On Monday, the copper futures market at the Chicago Mercantile Exchange (COMEX) once again showed a strong upward trend, marking the third consecutive rise in four trading days. The steady climb in copper prices not only reflects optimistic market expectations for future demand but also indicates potential supply tensions.
According to closing data, copper futures prices rose by 3.45 to 3.75 cents. Among them, the most actively traded May 2024 copper closed at $3.9285 per pound, up 3.7 cents from the previous trading day, an increase of 0.95%. This price level not only refreshed recent trading records but also reached the highest point since December 27 last year.
During the trading process, the price fluctuation range of May copper remained relatively stable, maintaining between $3.8785 and $3.93. This stable performance in the price range further demonstrates the vitality of the copper market and investors’ confidence in the copper price trend.
The continuous rise in copper prices is influenced by multiple factors.
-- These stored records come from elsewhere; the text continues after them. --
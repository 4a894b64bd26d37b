// Copyright (c) 2024-2025 DeepGraph Inc.
// SPDX-License-Identifier: Apache-2.0
//
//! Physical operators
//!
//! Every operator follows the same pull protocol: `first()` positions on the
//! first tuple and `next()` advances. Both return the multiplicity of the
//! tuple now held in the operator's output registers, or 0 when the input is
//! exhausted. Multiplicities stand for duplicates that are never materialized.
//!
//! Besides the pull protocol operators can be printed, forward merge-join
//! hints down to their scans and hand independent subtrees to the
//! [`Scheduler`] so they can start ahead of the main pull loop.

pub mod differential_scan;
pub mod filter;
pub mod hash_groupify;
pub mod hash_join;
pub mod hash_optional;
pub mod index_scan;
pub mod merge_join;
pub mod merge_union;
pub mod nested_loop_join;
pub mod printer;
pub mod results;
pub mod scans;
pub mod scheduler;
pub mod selection;
pub mod sort;
pub mod table_function;
#[cfg(test)]
pub(crate) mod testing;
pub mod union;

pub use differential_scan::DifferentialScan;
pub use filter::{Filter, NestedLoopFilter};
pub use hash_groupify::HashGroupify;
pub use hash_join::HashJoin;
pub use hash_optional::HashOptional;
pub use index_scan::{IndexScan, ScanKind};
pub use merge_join::MergeJoin;
pub use merge_union::MergeUnion;
pub use nested_loop_join::NestedLoopJoin;
pub use printer::{DebugPlanPrinter, PlanPrinter};
pub use results::ResultsCollector;
pub use scans::{EmptyScan, SingletonScan};
pub use scheduler::{AsyncPoint, Scheduler};
pub use selection::{Predicate, Selection};
pub use sort::Sort;
pub use table_function::{FunctionArgument, TableFunction};
pub use union::Union;

use crate::runtime::RegisterRef;
use std::sync::atomic::{AtomicBool, Ordering};

/// Process-wide switch for index skipping
///
/// When off, scans read sequentially and merge joins drain their inputs to
/// the end. Results must not change; only the amount of work does.
static SKIPPING_ENABLED: AtomicBool = AtomicBool::new(true);

/// Whether scans may skip with hints
pub fn skipping_enabled() -> bool {
    SKIPPING_ENABLED.load(Ordering::Relaxed)
}

/// Turn index skipping on or off for every query in the process
pub fn set_skipping_enabled(enabled: bool) {
    SKIPPING_ENABLED.store(enabled, Ordering::Relaxed);
}

/// A node of the executable tree
pub trait Operator: Send {
    /// Produce the first tuple
    fn first(&mut self) -> u32;

    /// Produce the next tuple
    fn next(&mut self) -> u32;

    /// Print the operator tree
    fn print(&self, out: &mut dyn PlanPrinter);

    /// Both registers are compared for equality further up the tree
    fn add_merge_hint(&mut self, reg1: &RegisterRef, reg2: &RegisterRef);

    /// Register subtrees that can run ahead of time
    fn async_input_candidates(&mut self, scheduler: &mut Scheduler);

    /// Output cardinality estimated by the plan generator
    fn expected_cardinality(&self) -> f64;

    /// Sum of multiplicities produced since the last `first()`
    fn observed_cardinality(&self) -> u64;
}

/// An owned subtree
pub type BoxedOperator = Box<dyn Operator>;

/// Product of two multiplicities
#[inline]
pub(crate) fn multiply(left: u32, right: u32) -> u32 {
    left.saturating_mul(right)
}
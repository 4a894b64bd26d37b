// Copyright (c) 2024-2025 DeepGraph Inc.
// SPDX-License-Identifier: Apache-2.0
//
//! Generic predicate evaluation
//!
//! A [`Predicate`] is an expression tree over registers and constants. Values
//! stay ids as long as possible; the dictionary is consulted only when an
//! expression needs the text or the type of a term.

use super::{BoxedOperator, Operator, PlanPrinter, Scheduler};
use crate::runtime::{DictionaryHandle, RegisterRef};
use crate::storage::types::XSD_STRING;
use crate::storage::{Dictionary, Literal, LiteralType, NULL_ID};
use chrono::NaiveDate;
use regex::{Regex, RegexBuilder};
use std::cmp::Ordering;

/// Intermediate result of an expression
#[derive(Debug, Clone, PartialEq)]
enum Value {
    Id(u32),
    Boolean(bool),
    Term(Literal),
}

impl Value {
    fn literal(&self, dict: &DictionaryHandle) -> Option<Literal> {
        match self {
            Value::Id(id) if *id == NULL_ID => None,
            Value::Id(id) => dict.lookup_by_id(*id),
            Value::Boolean(b) => Some(Literal::new(
                if *b { "true" } else { "false" },
                LiteralType::Boolean,
                0,
            )),
            Value::Term(literal) => Some(literal.clone()),
        }
    }

    fn text(&self, dict: &DictionaryHandle) -> String {
        match self.literal(dict) {
            Some(literal) => literal.text,
            None => "NULL".to_string(),
        }
    }

    fn truth(&self, dict: &DictionaryHandle) -> bool {
        match self {
            Value::Boolean(b) => *b,
            other => other.text(dict) == "true",
        }
    }

    fn number(&self, dict: &DictionaryHandle) -> f64 {
        self.text(dict).trim().parse::<f64>().unwrap_or(0.0)
    }

    fn literal_text(text: String) -> Value {
        Value::Term(Literal::plain(text))
    }
}

fn parse_date(text: &str) -> Option<NaiveDate> {
    if text.len() != 10 {
        return None;
    }
    NaiveDate::parse_from_str(text, "%Y-%m-%d").ok()
}

fn values_equal(l: &Value, r: &Value, dict: &DictionaryHandle) -> bool {
    if let (Value::Id(a), Value::Id(b)) = (l, r) {
        return a == b;
    }
    let (ll, rl) = (l.literal(dict), r.literal(dict));
    let ls = ll.as_ref().map(|x| x.text.as_str()).unwrap_or("NULL");
    let rs = rl.as_ref().map(|x| x.text.as_str()).unwrap_or("NULL");

    if let (Some(a), Some(b)) = (parse_date(ls), parse_date(rs)) {
        return a == b;
    }
    let numeric = ll
        .iter()
        .chain(rl.iter())
        .any(|x| x.literal_type.is_numeric());
    if numeric {
        if let (Ok(a), Ok(b)) = (ls.trim().parse::<f64>(), rs.trim().parse::<f64>()) {
            return a == b;
        }
    }
    ls == rs
}

fn compare_values(l: &Value, r: &Value, dict: &DictionaryHandle) -> Option<Ordering> {
    let ls = l.text(dict);
    let rs = r.text(dict);
    if let (Some(a), Some(b)) = (parse_date(&ls), parse_date(&rs)) {
        return Some(a.cmp(&b));
    }
    if let (Ok(a), Ok(b)) = (ls.trim().parse::<f64>(), rs.trim().parse::<f64>()) {
        return a.partial_cmp(&b);
    }
    Some(ls.cmp(&rs))
}

fn lang_matches(tag: &str, range: &str) -> bool {
    if range == "*" {
        return !tag.is_empty();
    }
    let tag = tag.to_lowercase();
    let range = range.to_lowercase();
    tag == range || (tag.starts_with(&range) && tag[range.len()..].starts_with('-'))
}

fn build_regex(pattern: &str, flags: &str) -> Result<Regex, regex::Error> {
    RegexBuilder::new(pattern)
        .case_insensitive(flags.contains('i'))
        .dot_matches_new_line(flags.contains('s'))
        .multi_line(flags.contains('m'))
        .ignore_whitespace(flags.contains('x'))
        .build()
}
On the one hand, the gradual recovery of the global economy and the accelerated progress of infrastructure construction have brought strong demand support to the copper market. On the other hand, uncertainties in the supply side, such as mine production interruptions and smelter output restrictions, have also further pushed up copper prices.
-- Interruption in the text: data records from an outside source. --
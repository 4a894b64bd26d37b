// Copyright (c) 2024-2025 DeepGraph Inc.
// SPDX-License-Identifier: Apache-2.0
//
//! Core value types shared by the storage layer and the execution engine

use serde::{Deserialize, Serialize};
use thiserror::Error;

/// Id marking an unbound register or a missing value
pub const NULL_ID: u32 = u32::MAX;

/// Storage layer errors
#[derive(Error, Debug)]
pub enum StorageError {
    #[error("IO error: {0}")]
    Io(#[from] std::io::Error),

    #[error("Backend error: {0}")]
    Backend(String),

    #[error("Serialization error: {0}")]
    Serialization(String),

    #[error("Not found: {0}")]
    NotFound(String),

    #[error("Corrupt data: {0}")]
    Corrupt(String),
}

impl StorageError {
    /// Create a backend error
    pub fn backend<S: Into<String>>(msg: S) -> Self {
        Self::Backend(msg.into())
    }

    /// Create a not-found error
    pub fn not_found<S: Into<String>>(msg: S) -> Self {
        Self::NotFound(msg.into())
    }

    /// Create a corruption error
    pub fn corrupt<S: Into<String>>(msg: S) -> Self {
        Self::Corrupt(msg.into())
    }
}

/// A triple of dictionary ids in subject/predicate/object form
#[derive(Debug, Clone, Copy, PartialEq, Eq, PartialOrd, Ord, Hash, Serialize, Deserialize)]
pub struct Triple {
    pub subject: u32,
    pub predicate: u32,
    pub object: u32,
}

impl Triple {
    pub fn new(subject: u32, predicate: u32, object: u32) -> Self {
        Self {
            subject,
            predicate,
            object,
        }
    }
}

/// The six physical sort orders of the triple relation
#[derive(Debug, Clone, Copy, PartialEq, Eq, Hash, Serialize, Deserialize)]
pub enum DataOrder {
    SubjectPredicateObject,
    SubjectObjectPredicate,
    ObjectPredicateSubject,
    ObjectSubjectPredicate,
    PredicateSubjectObject,
    PredicateObjectSubject,
}

impl DataOrder {
    /// All orders, in index order
    pub const ALL: [DataOrder; 6] = [
        DataOrder::SubjectPredicateObject,
        DataOrder::SubjectObjectPredicate,
        DataOrder::ObjectPredicateSubject,
        DataOrder::ObjectSubjectPredicate,
        DataOrder::PredicateSubjectObject,
        DataOrder::PredicateObjectSubject,
    ];

    /// Position of the order in [`DataOrder::ALL`]
    pub fn index(self) -> usize {
        match self {
            DataOrder::SubjectPredicateObject => 0,
            DataOrder::SubjectObjectPredicate => 1,
            DataOrder::ObjectPredicateSubject => 2,
            DataOrder::ObjectSubjectPredicate => 3,
            DataOrder::PredicateSubjectObject => 4,
            DataOrder::PredicateObjectSubject => 5,
        }
    }

    /// Which triple position (0 = subject, 1 = predicate, 2 = object) lands in value1..value3
    pub fn positions(self) -> [usize; 3] {
        match self {
            DataOrder::SubjectPredicateObject => [0, 1, 2],
            DataOrder::SubjectObjectPredicate => [0, 2, 1],
            DataOrder::ObjectPredicateSubject => [2, 1, 0],
            DataOrder::ObjectSubjectPredicate => [2, 0, 1],
            DataOrder::PredicateSubjectObject => [1, 0, 2],
            DataOrder::PredicateObjectSubject => [1, 2, 0],
        }
    }

    /// Reorder a triple into this order's key
    pub fn permute(self, triple: &Triple) -> [u32; 3] {
        let spo = [triple.subject, triple.predicate, triple.object];
        let p = self.positions();
        [spo[p[0]], spo[p[1]], spo[p[2]]]
    }

    /// Inverse of [`DataOrder::permute`]
    pub fn unpermute(self, key: [u32; 3]) -> Triple {
        let mut spo = [0u32; 3];
        for (slot, position) in self.positions().iter().enumerate() {
            spo[*position] = key[slot];
        }
        Triple::new(spo[0], spo[1], spo[2])
    }

    /// Short name used by the plan printer
    pub fn name(self) -> &'static str {
        match self {
            DataOrder::SubjectPredicateObject => "SubjectPredicateObject",
            DataOrder::SubjectObjectPredicate => "SubjectObjectPredicate",
            DataOrder::ObjectPredicateSubject => "ObjectPredicateSubject",
            DataOrder::ObjectSubjectPredicate => "ObjectSubjectPredicate",
            DataOrder::PredicateSubjectObject => "PredicateSubjectObject",
            DataOrder::PredicateObjectSubject => "PredicateObjectSubject",
        }
    }
}

/// One entry delivered by a facts cursor
///
/// Full scans deliver distinct triples with a count of one. Aggregated scans
/// leave `values[2]` at zero, fully aggregated scans leave `values[1..]` at zero.
#[derive(Debug, Clone, Copy, PartialEq, Eq)]
pub struct FactsEntry {
    pub values: [u32; 3],
    pub count: u32,
}

/// Literal types known to the dictionary
///
/// The declaration order is the ordering used by sort.
#[derive(
    Debug, Clone, Copy, PartialEq, Eq, PartialOrd, Ord, Hash, Serialize, Deserialize,
)]
pub enum LiteralType {
    Uri,
    Literal,
    CustomLanguage,
    CustomType,
    String,
    Integer,
    Decimal,
    Double,
    Boolean,
    Date,
}

impl LiteralType {
    /// Does the type carry a sub-type id (language tag or datatype IRI)?
    pub fn has_sub_type(self) -> bool {
        matches!(self, LiteralType::CustomLanguage | LiteralType::CustomType)
    }

    /// The type of the sub-type entry
    pub fn sub_type_type(self) -> LiteralType {
        match self {
            LiteralType::CustomLanguage => LiteralType::Literal,
            _ => LiteralType::Uri,
        }
    }

    /// Numeric types take part in arithmetic and numeric comparison
    pub fn is_numeric(self) -> bool {
        matches!(
            self,
            LiteralType::Integer | LiteralType::Decimal | LiteralType::Double
        )
    }

    /// Builtin XSD datatype IRI, if the type has one
    pub fn xsd_iri(self) -> Option<&'static str> {
        match self {
            LiteralType::String => Some(XSD_STRING),
            LiteralType::Integer => Some(XSD_INTEGER),
            LiteralType::Decimal => Some(XSD_DECIMAL),
            LiteralType::Double => Some(XSD_DOUBLE),
            LiteralType::Boolean => Some(XSD_BOOLEAN),
            LiteralType::Date => Some(XSD_DATE_TIME),
            _ => None,
        }
    }

    /// Map a datatype IRI onto a builtin type
    pub fn from_xsd_iri(iri: &str) -> Option<LiteralType> {
        match iri {
            XSD_STRING => Some(LiteralType::String),
            XSD_INTEGER => Some(LiteralType::Integer),
            XSD_DECIMAL => Some(LiteralType::Decimal),
            XSD_DOUBLE => Some(LiteralType::Double),
            XSD_BOOLEAN => Some(LiteralType::Boolean),
            XSD_DATE_TIME => Some(LiteralType::Date),
            _ => None,
        }
    }
}

pub const XSD_STRING: &str = "http://www.w3.org/2001/XMLSchema#string";
pub const XSD_INTEGER: &str = "http://www.w3.org/2001/XMLSchema#integer";
pub const XSD_DECIMAL: &str = "http://www.w3.org/2001/XMLSchema#decimal";
pub const XSD_DOUBLE: &str = "http://www.w3.org/2001/XMLSchema#double";
pub const XSD_BOOLEAN: &str = "http://www.w3.org/2001/XMLSchema#boolean";
pub const XSD_DATE_TIME: &str = "http://www.w3.org/2001/XMLSchema#dateTime";

/// A dictionary entry
#[derive(Debug, Clone, PartialEq, Eq, PartialOrd, Ord, Hash, Serialize, Deserialize)]
pub struct Literal {
    pub text: String,
    pub literal_type: LiteralType,
    /// Id of the language tag or datatype IRI, 0 when the type has none
    pub sub_type: u32,
}

impl Literal {
    pub fn new<S: Into<String>>(text: S, literal_type: LiteralType, sub_type: u32) -> Self {
        Self {
            text: text.into(),
            literal_type,
            sub_type,
        }
    }

    pub fn uri<S: Into<String>>(text: S) -> Self {
        Self::new(text, LiteralType::Uri, 0)
    }

    pub fn plain<S: Into<String>>(text: S) -> Self {
        Self::new(text, LiteralType::Literal, 0)
    }
}

#[cfg(test)]
mod tests {
    use super::*;

    #[test]
    fn test_permute_roundtrips_every_order() {
        let t = Triple::new(1, 2, 3);
        for order in DataOrder::ALL {
            assert_eq!(order.unpermute(order.permute(&t)), t);
        }
        assert_eq!(DataOrder::ObjectSubjectPredicate.permute(&t), [3, 1, 2]);
        assert_eq!(DataOrder::PredicateObjectSubject.permute(&t), [2, 3, 1]);
    }

    #[test]
    fn test_sub_type_rules() {
        assert!(LiteralType::CustomLanguage.has_sub_type());
        assert_eq!(
            LiteralType::CustomLanguage.sub_type_type(),
            LiteralType::Literal
        );
        assert_eq!(LiteralType::CustomType.sub_type_type(), LiteralType::Uri);
        assert!(!LiteralType::Integer.has_sub_type());
        assert_eq!(
            LiteralType::from_xsd_iri(XSD_DOUBLE),
            Some(LiteralType::Double)
        );
    }
}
It is worth mentioning that at least 15 Chinese smelters’ executives will gather in Beijing this week to discuss how to deal with the issue of falling copper concentrate treatment charges. This event undoubtedly brings a new focus to the copper market. The production restriction measures that smelters may take will directly affect global copper supply and thus affect the copper price trend.
Despite the current upward trend in copper prices, the market still needs to remain vigilant. Uncertainties in global economic growth, changes in trade policies, and advances in smelting technology, among other factors, may potentially impact the copper market.